▶ **PROVIDED DATA**
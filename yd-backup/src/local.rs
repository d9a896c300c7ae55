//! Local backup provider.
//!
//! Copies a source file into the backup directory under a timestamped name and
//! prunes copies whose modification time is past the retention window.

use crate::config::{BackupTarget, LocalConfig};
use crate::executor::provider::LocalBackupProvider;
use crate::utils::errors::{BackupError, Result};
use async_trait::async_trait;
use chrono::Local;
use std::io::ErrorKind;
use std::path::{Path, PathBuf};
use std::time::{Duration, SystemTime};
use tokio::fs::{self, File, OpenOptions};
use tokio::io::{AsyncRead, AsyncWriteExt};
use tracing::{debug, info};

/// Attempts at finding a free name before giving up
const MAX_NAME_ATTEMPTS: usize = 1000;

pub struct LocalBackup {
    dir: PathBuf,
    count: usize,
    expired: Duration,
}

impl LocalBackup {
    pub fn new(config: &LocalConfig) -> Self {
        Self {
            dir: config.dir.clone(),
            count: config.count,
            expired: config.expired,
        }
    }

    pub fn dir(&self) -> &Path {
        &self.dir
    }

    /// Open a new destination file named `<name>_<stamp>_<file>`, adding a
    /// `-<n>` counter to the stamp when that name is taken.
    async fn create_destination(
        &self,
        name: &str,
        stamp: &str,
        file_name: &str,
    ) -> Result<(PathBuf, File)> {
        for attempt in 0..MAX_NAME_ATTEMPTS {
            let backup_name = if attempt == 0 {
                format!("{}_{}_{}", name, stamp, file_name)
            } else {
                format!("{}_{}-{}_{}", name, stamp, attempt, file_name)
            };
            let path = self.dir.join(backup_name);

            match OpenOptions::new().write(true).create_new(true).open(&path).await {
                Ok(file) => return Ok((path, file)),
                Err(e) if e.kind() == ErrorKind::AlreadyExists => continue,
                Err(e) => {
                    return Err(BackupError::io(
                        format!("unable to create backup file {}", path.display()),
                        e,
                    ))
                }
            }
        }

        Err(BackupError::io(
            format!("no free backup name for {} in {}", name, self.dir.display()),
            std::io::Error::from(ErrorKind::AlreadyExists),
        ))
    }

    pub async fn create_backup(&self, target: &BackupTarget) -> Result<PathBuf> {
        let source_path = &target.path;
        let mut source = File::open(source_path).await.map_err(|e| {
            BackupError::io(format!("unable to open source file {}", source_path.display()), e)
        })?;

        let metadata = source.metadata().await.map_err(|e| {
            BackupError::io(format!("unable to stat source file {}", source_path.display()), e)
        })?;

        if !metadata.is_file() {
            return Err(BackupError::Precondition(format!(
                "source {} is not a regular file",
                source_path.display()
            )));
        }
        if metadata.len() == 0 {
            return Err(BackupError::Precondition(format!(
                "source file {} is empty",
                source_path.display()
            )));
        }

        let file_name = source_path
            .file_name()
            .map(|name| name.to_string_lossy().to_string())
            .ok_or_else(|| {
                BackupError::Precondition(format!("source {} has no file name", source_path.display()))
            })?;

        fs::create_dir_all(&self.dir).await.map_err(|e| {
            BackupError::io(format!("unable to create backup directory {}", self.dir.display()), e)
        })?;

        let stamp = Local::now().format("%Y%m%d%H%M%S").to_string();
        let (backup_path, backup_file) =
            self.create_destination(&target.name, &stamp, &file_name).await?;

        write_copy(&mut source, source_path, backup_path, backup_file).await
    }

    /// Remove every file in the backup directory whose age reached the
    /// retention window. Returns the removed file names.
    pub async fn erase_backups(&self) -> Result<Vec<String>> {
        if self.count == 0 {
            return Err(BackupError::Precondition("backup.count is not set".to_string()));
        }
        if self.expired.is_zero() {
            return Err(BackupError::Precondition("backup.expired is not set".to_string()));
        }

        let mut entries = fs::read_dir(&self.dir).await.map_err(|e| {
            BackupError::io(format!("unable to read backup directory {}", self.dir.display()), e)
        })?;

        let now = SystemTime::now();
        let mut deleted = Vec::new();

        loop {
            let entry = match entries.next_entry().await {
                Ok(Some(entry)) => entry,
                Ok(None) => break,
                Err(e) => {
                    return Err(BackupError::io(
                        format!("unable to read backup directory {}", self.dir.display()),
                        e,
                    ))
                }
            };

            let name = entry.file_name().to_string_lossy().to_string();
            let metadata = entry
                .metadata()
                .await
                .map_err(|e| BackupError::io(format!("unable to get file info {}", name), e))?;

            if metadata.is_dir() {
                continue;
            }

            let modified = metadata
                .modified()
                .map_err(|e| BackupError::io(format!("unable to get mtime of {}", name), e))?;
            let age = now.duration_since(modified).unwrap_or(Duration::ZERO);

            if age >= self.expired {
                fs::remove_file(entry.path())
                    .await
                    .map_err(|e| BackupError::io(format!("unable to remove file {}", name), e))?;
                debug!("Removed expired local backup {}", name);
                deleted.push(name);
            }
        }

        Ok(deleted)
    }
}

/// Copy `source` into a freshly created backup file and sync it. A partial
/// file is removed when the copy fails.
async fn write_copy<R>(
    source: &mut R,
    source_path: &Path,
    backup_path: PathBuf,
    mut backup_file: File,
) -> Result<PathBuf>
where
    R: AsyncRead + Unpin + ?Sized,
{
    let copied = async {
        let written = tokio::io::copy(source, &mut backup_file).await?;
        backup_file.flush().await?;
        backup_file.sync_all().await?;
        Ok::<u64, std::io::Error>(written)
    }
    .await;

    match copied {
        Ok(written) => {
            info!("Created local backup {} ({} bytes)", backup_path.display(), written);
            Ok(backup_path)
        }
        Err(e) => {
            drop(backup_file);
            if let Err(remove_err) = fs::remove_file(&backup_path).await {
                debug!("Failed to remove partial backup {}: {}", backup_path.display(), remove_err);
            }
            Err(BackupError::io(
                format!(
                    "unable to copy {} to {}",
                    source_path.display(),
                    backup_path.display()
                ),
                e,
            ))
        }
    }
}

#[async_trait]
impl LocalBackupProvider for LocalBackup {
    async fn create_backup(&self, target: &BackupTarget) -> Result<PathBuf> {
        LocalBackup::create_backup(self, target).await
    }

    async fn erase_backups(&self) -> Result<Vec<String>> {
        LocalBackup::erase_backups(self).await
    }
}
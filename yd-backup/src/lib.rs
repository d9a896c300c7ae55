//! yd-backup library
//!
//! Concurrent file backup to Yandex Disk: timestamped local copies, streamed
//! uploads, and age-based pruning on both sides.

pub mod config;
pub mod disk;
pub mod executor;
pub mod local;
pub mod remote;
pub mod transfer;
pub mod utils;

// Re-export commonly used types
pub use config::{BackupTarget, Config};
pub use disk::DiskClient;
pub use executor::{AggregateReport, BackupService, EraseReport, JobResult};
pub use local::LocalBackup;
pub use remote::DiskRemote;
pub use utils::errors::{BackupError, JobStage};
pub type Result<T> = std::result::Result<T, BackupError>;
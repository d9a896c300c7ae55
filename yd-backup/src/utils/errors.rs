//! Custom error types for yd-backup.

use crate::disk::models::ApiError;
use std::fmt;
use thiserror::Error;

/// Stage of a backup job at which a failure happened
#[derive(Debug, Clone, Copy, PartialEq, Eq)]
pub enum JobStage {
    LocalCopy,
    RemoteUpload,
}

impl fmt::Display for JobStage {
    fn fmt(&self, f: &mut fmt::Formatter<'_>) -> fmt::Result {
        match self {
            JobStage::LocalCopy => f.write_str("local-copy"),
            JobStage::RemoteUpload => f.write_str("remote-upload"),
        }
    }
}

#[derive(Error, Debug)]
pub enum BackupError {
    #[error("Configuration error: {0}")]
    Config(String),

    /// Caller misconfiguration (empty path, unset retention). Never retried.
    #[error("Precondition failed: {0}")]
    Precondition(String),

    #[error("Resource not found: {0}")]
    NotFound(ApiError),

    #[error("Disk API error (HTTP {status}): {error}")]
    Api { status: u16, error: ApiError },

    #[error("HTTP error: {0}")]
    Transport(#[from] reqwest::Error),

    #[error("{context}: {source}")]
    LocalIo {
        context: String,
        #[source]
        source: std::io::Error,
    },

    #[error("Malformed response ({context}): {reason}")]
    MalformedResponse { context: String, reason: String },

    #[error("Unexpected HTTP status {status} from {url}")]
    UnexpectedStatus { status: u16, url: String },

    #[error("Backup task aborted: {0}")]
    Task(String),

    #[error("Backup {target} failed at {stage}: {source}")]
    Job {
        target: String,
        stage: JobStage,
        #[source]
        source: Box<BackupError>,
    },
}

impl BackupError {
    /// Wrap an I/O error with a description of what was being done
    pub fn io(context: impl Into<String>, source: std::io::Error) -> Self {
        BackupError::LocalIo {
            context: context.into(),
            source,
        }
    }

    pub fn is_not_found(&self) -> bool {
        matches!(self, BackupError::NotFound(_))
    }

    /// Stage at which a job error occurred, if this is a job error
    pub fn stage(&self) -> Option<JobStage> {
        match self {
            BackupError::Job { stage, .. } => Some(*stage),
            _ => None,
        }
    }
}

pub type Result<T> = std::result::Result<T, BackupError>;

▶ **REQUIREMENT**
Across the material, how many lines contain "types"? The reply must be that number and nothing else.

▶ **YOUR SOLUTION**
2